Ci avviciniamo al pueblo, dove lascerò la moto per un mini van che porta a Pasto, il capoluogo del Nariño, dove vivo. Per le viuzze passano gli ultimi raggi di sole, sono le 6 ed è quasi buio. Mi mancano le sere d’estate in cui fino alle 9 e mezza c’è ancora luce , anche se è ormai un’abitudine considerare concluso il giorno molto presto.
Saluto il mototassista e pago il viaggio. Nelle cuffie cerco sempre di mescolare musica italiana e musica latina per accompagnare i mie ritorni a casa, il paesaggio andino crea accoppiate strane con i sottofondi di Calcutta, Liberato e Maria Antonietta.
Penso alla responsabilità di raccontare un’altra Colombia, dove si respira pace, dove si coltivano i frutti della terra e della pazienza, dove si cammina al tramonto immersi nella bellezza. A poche ora da qui è l’inferno. L’inferno della coca, della morte, della minaccia, della corruzione.
Dopo le recenti elezioni presidenziali, in cui la speranza, raffigurata da Gustavo Petro, candidato della sinistra, non ha potuto sconfiggere Ivan Duque, delfino politico di Alvaro Uribe, gli omicidi di leader sociali sono aumentati a dismisura.

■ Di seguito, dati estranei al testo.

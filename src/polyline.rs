//! The provider's "encoded polyline" format: each coordinate is stored as the
//! delta from the previous one, scaled by 1e5, zigzag encoded and split into
//! 5-bit groups. Every group is offset by 63 so it lands in printable ASCII,
//! and all but the last group of a value carry the 0x20 continuation bit.

use anyhow::Result;

use crate::gps_processor::Point;

const PRECISION: f64 = 1e5;
const OFFSET: u8 = 63;
const CONTINUATION_BIT: i64 = 0x20;
const CHUNK_MASK: i64 = 0x1f;

fn decode_value(bytes: &[u8], index: &mut usize) -> Result<i64> {
    let mut result: i64 = 0;
    let mut shift = 0;
    loop {
        let byte = match bytes.get(*index) {
            Some(byte) => *byte,
            None => bail!("polyline truncated at byte {}", *index),
        };
        if !(OFFSET..=b'~').contains(&byte) {
            bail!(
                "invalid polyline character {:?} at byte {}",
                byte as char,
                *index
            );
        }
        // a valid value never needs more than 7 groups (35 bits)
        if shift > 30 {
            bail!("polyline value overflows at byte {}", *index);
        }
        *index += 1;

        let chunk = (byte - OFFSET) as i64;
        result |= (chunk & CHUNK_MASK) << shift;
        shift += 5;
        if chunk & CONTINUATION_BIT == 0 {
            break;
        }
    }
    Ok(if result & 1 != 0 {
        !(result >> 1)
    } else {
        result >> 1
    })
}

pub fn decode(encoded: &str) -> Result<Vec<Point>> {
    let bytes = encoded.as_bytes();
    let mut index = 0;
    let mut lat: i64 = 0;
    let mut lng: i64 = 0;
    let mut points = Vec::new();

    while index < bytes.len() {
        lat += decode_value(bytes, &mut index)?;
        if index >= bytes.len() {
            bail!("polyline ends after a latitude without its longitude");
        }
        lng += decode_value(bytes, &mut index)?;
        points.push(Point {
            latitude: lat as f64 / PRECISION,
            longitude: lng as f64 / PRECISION,
        });
    }
    Ok(points)
}

fn encode_value(value: i64, out: &mut String) {
    let mut value = if value < 0 { !(value << 1) } else { value << 1 };
    while value >= CONTINUATION_BIT {
        out.push((((CONTINUATION_BIT | (value & CHUNK_MASK)) as u8) + OFFSET) as char);
        value >>= 5;
    }
    out.push(((value as u8) + OFFSET) as char);
}

pub fn encode(points: &[Point]) -> String {
    let mut out = String::new();
    let mut prev_lat: i64 = 0;
    let mut prev_lng: i64 = 0;
    for point in points {
        let lat = (point.latitude * PRECISION).round() as i64;
        let lng = (point.longitude * PRECISION).round() as i64;
        encode_value(lat - prev_lat, &mut out);
        encode_value(lng - prev_lng, &mut out);
        prev_lat = lat;
        prev_lng = lng;
    }
    out
}

#[cfg(test)]
mod tests {
    use super::{decode_value, encode_value};

    #[test]
    fn single_values() {
        for value in [0, 1, -1, 17, -17, 3850000, -12020000, 1 << 30] {
            let mut out = String::new();
            encode_value(value, &mut out);
            let mut index = 0;
            assert_eq!(decode_value(out.as_bytes(), &mut index).unwrap(), value);
            assert_eq!(index, out.len());
        }
    }

    #[test]
    fn minus_one_is_a_single_byte() {
        let mut out = String::new();
        encode_value(-1, &mut out);
        assert_eq!(out, "@");
    }
}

Chi cerca di costruire speranza, cambio, cultura, viene sistematicamente fatto fuori, il neo governo nega implicazioni di qualsiasi genere ma non garantisce protezione e presenza laddove le minacce si fanno morte, dove la paura è tornata a farla da padrona.
Quasi ogni settimana si contano morti, contadini, indigeni, afro colombiani, sindacalisti, ecologisti, esponenti dei movimenti sociali. Due settimane fa ci si è riuniti nelle piazze colombiane per accendere una candela e cantare alla pace, alla tregua. La morte genera paura ma anche unione, forza.
La Colombia è uno dei paesi più biodiversi del mondo, un paese di tradizioni millenarie che neanche la crudele conquista spagnola ha distrutto, di frutta succosa, di paesaggi mozzafiato, il paese della salsa, della cumbia.
In soli 25 minuti di moto ci si può innamorare della Colombia, in tre anni è puro amore. Sono contenta di avere il privilegio di vivere in un paese che vuole cambiare, di lottatrici e lottatori, che vogliono scrivere nuove pagine e nuovi orizzonti, al di la della paura.